I am sick of the jerks; the cheats and losers who have become superstars in the sports world today. I am glad that there are so many noble, decent, hard-working athletes. But today, there are just too many jerks to ignore.
Let me be honest – I’m a sports nut. It’s probably an unhealthy addiction for me. My office bears witness to my passion for sports – especially the New York Yankees and the Iowa Hawkeyes. My light switch and mousepad have Yankees logos. I have a large Yankee banner. My pride and joy is a life-sized cardboard cutout of Babe Ruth, perhaps the greatest Yankee of them all (well, till Mr. and Mrs. Jeter had a baby boy).

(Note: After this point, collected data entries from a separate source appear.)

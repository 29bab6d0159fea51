//! Preset career salary trajectories (approximate UK figures)

use serde::Serialize;

use super::profile::{SalaryMilestone, SalaryProfile};

/// A named career with its salary milestones as (age, salary) pairs
#[derive(Debug, Clone, Copy, Serialize)]
pub struct CareerTemplate {
    pub id: &'static str,
    pub name: &'static str,
    pub milestones: &'static [(u32, f64)],
}

impl CareerTemplate {
    /// Salary profile for this career
    ///
    /// Preset data always satisfies the profile rules, so this never fails.
    pub fn profile(&self) -> SalaryProfile {
        let milestones = self
            .milestones
            .iter()
            .map(|&(age, salary)| SalaryMilestone::new(age, salary))
            .collect();
        SalaryProfile::new(milestones).unwrap_or_else(|e| panic!("career preset {} is invalid: {}", self.id, e))
    }
}

pub const CAREER_TEMPLATES: &[CareerTemplate] = &[
    // NHS Agenda for Change bands 5 to 8, 2024/25
    CareerTemplate {
        id: "nursing",
        name: "Nursing",
        milestones: &[(22, 29_000.0), (26, 33_000.0), (31, 38_000.0), (41, 48_000.0), (52, 55_000.0)],
    },
    CareerTemplate {
        id: "software",
        name: "Software Engineer",
        milestones: &[
            (22, 32_000.0),
            (26, 45_000.0),
            (31, 58_000.0),
            (36, 68_000.0),
            (42, 75_000.0),
            (52, 80_000.0),
        ],
    },
    CareerTemplate {
        id: "tech-lead",
        name: "Tech Lead",
        milestones: &[
            (22, 30_000.0),
            (25, 50_000.0),
            (28, 80_000.0),
            (32, 100_000.0),
            (35, 125_000.0),
            (52, 130_000.0),
        ],
    },
    // Teacher pay scales England 2024/25
    CareerTemplate {
        id: "teaching",
        name: "Teaching",
        milestones: &[(22, 31_000.0), (26, 36_000.0), (31, 43_000.0), (41, 50_000.0), (52, 55_000.0)],
    },
    CareerTemplate {
        id: "medicine-gp",
        name: "Medicine (GP)",
        milestones: &[
            (22, 32_000.0),
            (25, 52_000.0),
            (30, 76_000.0),
            (35, 90_000.0),
            (42, 100_000.0),
            (52, 110_000.0),
        ],
    },
    CareerTemplate {
        id: "medicine-consultant",
        name: "Consultant",
        milestones: &[(22, 32_000.0), (25, 52_000.0), (35, 110_000.0), (40, 130_000.0), (52, 145_000.0)],
    },
    CareerTemplate {
        id: "pharmacist",
        name: "Pharmacist",
        milestones: &[
            (22, 33_000.0),
            (26, 40_000.0),
            (31, 48_000.0),
            (36, 55_000.0),
            (42, 62_000.0),
            (52, 68_000.0),
        ],
    },
    CareerTemplate {
        id: "business-analyst",
        name: "Business Analyst",
        milestones: &[
            (22, 28_000.0),
            (26, 40_000.0),
            (31, 50_000.0),
            (36, 58_000.0),
            (42, 63_000.0),
            (52, 65_000.0),
        ],
    },
    CareerTemplate {
        id: "law",
        name: "Law",
        milestones: &[(22, 28_000.0), (26, 45_000.0), (31, 60_000.0), (40, 80_000.0), (52, 95_000.0)],
    },
    CareerTemplate {
        id: "engineering",
        name: "Engineering",
        milestones: &[(22, 30_000.0), (26, 40_000.0), (31, 52_000.0), (40, 62_000.0), (52, 70_000.0)],
    },
    CareerTemplate {
        id: "creative",
        name: "Creative Arts",
        milestones: &[(22, 24_000.0), (26, 30_000.0), (31, 36_000.0), (40, 42_000.0), (52, 48_000.0)],
    },
];

/// Look up a preset by id
pub fn find(id: &str) -> Option<&'static CareerTemplate> {
    CAREER_TEMPLATES.iter().find(|c| c.id == id)
}
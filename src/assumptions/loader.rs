//! CSV-based assumption loader
//!
//! Loads plan parameters, historical rates and tuition fees from CSV files in data/assumptions/

use std::fs::File;
use std::path::Path;

use log::debug;
use serde::Deserialize;

use super::plan::{PlanParameters, PlanTable, PlanType};
use super::rates::HistoricalRates;
use super::tuition::{TuitionBracket, TuitionFeeTable};
use crate::error::{LoanError, Result};

/// Default path to assumptions directory
pub const DEFAULT_ASSUMPTIONS_PATH: &str = "data/assumptions";

pub const PLAN_PARAMETERS_FILE: &str = "plan_parameters.csv";
pub const HISTORICAL_RATES_FILE: &str = "historical_rates.csv";
pub const TUITION_FEES_FILE: &str = "tuition_fees.csv";

/// Raw row of plan_parameters.csv
///
/// A row gives either a flat `interest_rate` or a `base_rate`/`max_rate`
/// pair; the pair marks the plan as sliding-scale.
#[derive(Debug, Deserialize)]
struct PlanRow {
    plan: String,
    threshold: f64,
    upper_threshold: Option<f64>,
    repayment_rate: f64,
    interest_rate: Option<f64>,
    base_rate: Option<f64>,
    max_rate: Option<f64>,
    write_off_years: u32,
}

impl PlanRow {
    fn into_entry(self) -> Result<(PlanType, PlanParameters)> {
        let plan: PlanType = self.plan.parse()?;

        let params = match (self.interest_rate, self.base_rate, self.max_rate) {
            (Some(rate), None, None) => {
                let mut params = PlanParameters::flat(self.threshold, self.repayment_rate, rate, self.write_off_years);
                if let Some(upper) = self.upper_threshold {
                    params.upper_threshold = upper;
                }
                params
            }
            (None, Some(base), Some(max)) => PlanParameters::sliding(
                self.threshold,
                self.upper_threshold,
                self.repayment_rate,
                base,
                max,
                self.write_off_years,
            ),
            _ => {
                return Err(LoanError::InvalidPlanTable(format!(
                    "{}: give either interest_rate or both base_rate and max_rate",
                    plan.id()
                )))
            }
        };

        Ok((plan, params))
    }
}

#[derive(Debug, Deserialize)]
struct RateRow {
    year: i32,
    base_rate: f64,
    max_rate: f64,
}

fn open(path: &Path, file_name: &str) -> Result<csv::Reader<File>> {
    let full_path = path.join(file_name);
    let file = File::open(&full_path).map_err(|source| LoanError::Io {
        path: full_path.display().to_string(),
        source,
    })?;
    Ok(csv::Reader::from_reader(file))
}

/// Load plan parameters from CSV
pub fn load_plan_parameters(path: &Path) -> Result<PlanTable> {
    let mut reader = open(path, PLAN_PARAMETERS_FILE)?;

    let mut entries = Vec::new();
    for result in reader.deserialize() {
        let row: PlanRow = result?;
        entries.push(row.into_entry()?);
    }

    PlanTable::from_entries(entries)
}

/// Load historical (base, max) interest rates from CSV
pub fn load_historical_rates(path: &Path) -> Result<HistoricalRates> {
    let mut reader = open(path, HISTORICAL_RATES_FILE)?;

    let mut rows = Vec::new();
    for result in reader.deserialize() {
        let row: RateRow = result?;
        rows.push((row.year, row.base_rate, row.max_rate));
    }

    HistoricalRates::new(rows)
}

/// Load tuition fee brackets from CSV
pub fn load_tuition_fees(path: &Path) -> Result<TuitionFeeTable> {
    let mut reader = open(path, TUITION_FEES_FILE)?;

    let mut brackets = Vec::new();
    for result in reader.deserialize() {
        let bracket: TuitionBracket = result?;
        brackets.push(bracket);
    }

    Ok(TuitionFeeTable::new(brackets))
}

/// All assumption tables loaded from one directory
pub struct LoadedAssumptions {
    pub plans: PlanTable,
    pub rates: HistoricalRates,
    pub tuition: TuitionFeeTable,
}

impl LoadedAssumptions {
    /// Load all assumptions from the default path
    pub fn load_default() -> Result<Self> {
        Self::load_from(Path::new(DEFAULT_ASSUMPTIONS_PATH))
    }

    /// Load all assumptions from a specific path
    pub fn load_from(path: &Path) -> Result<Self> {
        let loaded = Self {
            plans: load_plan_parameters(path)?,
            rates: load_historical_rates(path)?,
            tuition: load_tuition_fees(path)?,
        };
        debug!(
            "Loaded assumptions from {}: rates {}-{}, {} tuition brackets",
            path.display(),
            loaded.rates.earliest_year(),
            loaded.rates.latest_year(),
            loaded.tuition.brackets().len()
        );
        Ok(loaded)
    }
}

#[cfg(test)]
mod tests {
    use super::*;

    #[test]
    fn test_load_default_assumptions() {
        let result = LoadedAssumptions::load_default();
        assert!(result.is_ok(), "Failed to load assumptions: {:?}", result.err());

        let loaded = result.unwrap();

        // Shipped CSVs mirror the embedded defaults
        assert_eq!(loaded.plans, PlanTable::uk_2024());
        assert_eq!(loaded.rates, HistoricalRates::uk_published());
        assert_eq!(loaded.tuition, TuitionFeeTable::england());
    }

    #[test]
    fn test_flat_row_with_both_rate_forms_rejected() {
        let row = PlanRow {
            plan: "plan1".to_string(),
            threshold: 24_990.0,
            upper_threshold: None,
            repayment_rate: 0.09,
            interest_rate: Some(0.043),
            base_rate: Some(0.043),
            max_rate: None,
            write_off_years: 25,
        };
        assert!(matches!(row.into_entry(), Err(LoanError::InvalidPlanTable(_))));
    }

    #[test]
    fn test_unknown_plan_row_rejected() {
        let row = PlanRow {
            plan: "plan9".to_string(),
            threshold: 20_000.0,
            upper_threshold: None,
            repayment_rate: 0.09,
            interest_rate: Some(0.02),
            base_rate: None,
            max_rate: None,
            write_off_years: 25,
        };
        assert!(matches!(row.into_entry(), Err(LoanError::UnknownPlan(_))));
    }

    #[test]
    fn test_missing_directory_reports_path() {
        let err = LoadedAssumptions::load_from(Path::new("no/such/dir")).err().unwrap();
        assert!(err.to_string().contains(PLAN_PARAMETERS_FILE));
    }
}
//! Salary milestones and the step-function salary lookup used by projections

use std::str::FromStr;

use serde::{Deserialize, Serialize};

use crate::error::{LoanError, Result};

pub const MAX_MILESTONES: usize = 7;
pub const MIN_MILESTONE_AGE: u32 = 18;
pub const MAX_MILESTONE_AGE: u32 = 65;

/// Salary from a given age onwards
#[derive(Debug, Clone, Copy, PartialEq, Serialize, Deserialize)]
pub struct SalaryMilestone {
    pub age: u32,
    pub salary: f64,
}

impl SalaryMilestone {
    pub fn new(age: u32, salary: f64) -> Self {
        Self { age, salary }
    }
}

impl FromStr for SalaryMilestone {
    type Err = LoanError;

    /// Parses "age:salary", e.g. "26:41000"
    fn from_str(s: &str) -> Result<Self> {
        let (age, salary) = s.split_once(':').ok_or_else(|| LoanError::Parse {
            field: "milestone",
            value: s.to_string(),
        })?;
        let age = age.trim().parse().map_err(|_| LoanError::Parse {
            field: "milestone age",
            value: age.to_string(),
        })?;
        let salary = salary.trim().replace(',', "").parse().map_err(|_| LoanError::Parse {
            field: "milestone salary",
            value: salary.to_string(),
        })?;
        Ok(Self { age, salary })
    }
}

/// A validated career salary trajectory, milestones held in age order
#[derive(Debug, Clone, PartialEq, Serialize)]
#[serde(transparent)]
pub struct SalaryProfile {
    milestones: Vec<SalaryMilestone>,
}

impl SalaryProfile {
    /// Validate and sort milestones
    ///
    /// Requires 1 to 7 milestones with ages in 18..=65 and non-negative
    /// salaries. Duplicate ages are tolerated; the later entry wins.
    pub fn new(mut milestones: Vec<SalaryMilestone>) -> Result<Self> {
        if milestones.is_empty() {
            return Err(LoanError::EmptyMilestones);
        }
        if milestones.len() > MAX_MILESTONES {
            return Err(LoanError::TooManyMilestones(milestones.len()));
        }
        for m in &milestones {
            if !(MIN_MILESTONE_AGE..=MAX_MILESTONE_AGE).contains(&m.age) {
                return Err(LoanError::MilestoneAgeOutOfRange(m.age));
            }
            if !m.salary.is_finite() || m.salary < 0.0 {
                return Err(LoanError::NegativeSalary(m.salary));
            }
        }

        // Stable, so equal ages keep their input order
        milestones.sort_by_key(|m| m.age);
        Ok(Self { milestones })
    }

    /// One salary for every age
    pub fn constant(salary: f64) -> Result<Self> {
        Self::new(vec![SalaryMilestone::new(MIN_MILESTONE_AGE, salary)])
    }

    /// Salary at an age: the latest milestone at or before it, or the first
    /// milestone's salary for ages before the trajectory starts
    ///
    /// Salary jumps at each milestone rather than rising smoothly between them.
    pub fn salary_at(&self, age: u32) -> f64 {
        let reached = self.milestones.partition_point(|m| m.age <= age);
        match reached {
            0 => self.milestones[0].salary,
            n => self.milestones[n - 1].salary,
        }
    }

    pub fn milestones(&self) -> &[SalaryMilestone] {
        &self.milestones
    }

    pub fn peak_salary(&self) -> f64 {
        self.milestones.iter().map(|m| m.salary).fold(0.0, f64::max)
    }
}

impl<'de> Deserialize<'de> for SalaryProfile {
    fn deserialize<D: serde::Deserializer<'de>>(deserializer: D) -> std::result::Result<Self, D::Error> {
        let milestones = Vec::<SalaryMilestone>::deserialize(deserializer)?;
        SalaryProfile::new(milestones).map_err(serde::de::Error::custom)
    }
}
//! Tuition fee brackets by course start year, used to suggest a loan amount

use serde::{Deserialize, Serialize};

/// Average maintenance loan over a three-year course
pub const TYPICAL_MAINTENANCE: f64 = 27_000.0;

/// Fees assumed when a start year falls outside every bracket
const FALLBACK_FEES: TuitionFees = TuitionFees {
    annual: 9_250.0,
    total: 27_750.0,
};

#[derive(Debug, Clone, Copy, PartialEq, Serialize, Deserialize)]
pub struct TuitionFees {
    pub annual: f64,
    pub total: f64,
}

/// Fees for courses starting within an inclusive year range
#[derive(Debug, Clone, Copy, PartialEq, Serialize, Deserialize)]
pub struct TuitionBracket {
    pub start_year: i32,
    pub end_year: i32,
    pub annual_fee: f64,
    pub typical_total: f64,
}

impl TuitionBracket {
    fn contains(&self, year: i32) -> bool {
        year >= self.start_year && year <= self.end_year
    }
}

#[derive(Debug, Clone, PartialEq)]
pub struct TuitionFeeTable {
    brackets: Vec<TuitionBracket>,
}

impl TuitionFeeTable {
    pub fn new(brackets: Vec<TuitionBracket>) -> Self {
        Self { brackets }
    }

    /// England fee caps since 1998
    pub fn england() -> Self {
        let bracket = |start_year, end_year, annual_fee, typical_total| TuitionBracket {
            start_year,
            end_year,
            annual_fee,
            typical_total,
        };
        Self {
            brackets: vec![
                bracket(1998, 2005, 1_000.0, 3_000.0),
                bracket(2006, 2011, 3_000.0, 9_000.0),
                bracket(2012, 2016, 9_000.0, 27_000.0),
                bracket(2017, 2024, 9_250.0, 27_750.0),
                bracket(2025, 2030, 9_535.0, 28_605.0),
            ],
        }
    }

    pub fn tuition_for_year(&self, start_year: i32) -> TuitionFees {
        self.brackets
            .iter()
            .find(|b| b.contains(start_year))
            .map(|b| TuitionFees {
                annual: b.annual_fee,
                total: b.typical_total,
            })
            .unwrap_or(FALLBACK_FEES)
    }

    /// Typical total borrowing: tuition plus average maintenance
    pub fn typical_loan_amount(&self, start_year: i32) -> f64 {
        self.tuition_for_year(start_year).total + TYPICAL_MAINTENANCE
    }

    pub fn brackets(&self) -> &[TuitionBracket] {
        &self.brackets
    }
}

impl Default for TuitionFeeTable {
    fn default() -> Self {
        Self::england()
    }
}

And Babe was a jerk; a raunchy, alcohol-drenched, womanizing jerk. Mickey Mantle, Billy Martin – favorite players who were not exactly role models for the youth of America. In my childhood, two Yankee pitchers made headlines by “swapping” wives – in that era, quite a shock. (FYI, one of those wife-swappers got saved and was instrumental in the Baseball Chapel movement – God is good). I have spent my life looking the other way and ignoring the foibles, failings and faults of my sports heroes.
Today, something snapped. I read news reports about Ben Roethlisberger’s recent “alleged” sexual assault. It disgusted me. He used bodyguards to force a college girl into a bathroom where he coerced her to have sex against her will. She was so drunk that her story lacked the consistency necessary for prosecution. She got scared of the media crush and asked that the DA decide not to prosecute. The DA declined to file charges.
But the story is pretty clear. Ben Roethlisberger brutalized a young lady and got away with it. Here’s what really ticks me off. Ben came into the NFL with a strong Christian testimony. I assumed he would follow in the footsteps of Kurt Warner as a God-honoring man of integrity. Somewhere along the line, Ben lost his way and I am sorry for that.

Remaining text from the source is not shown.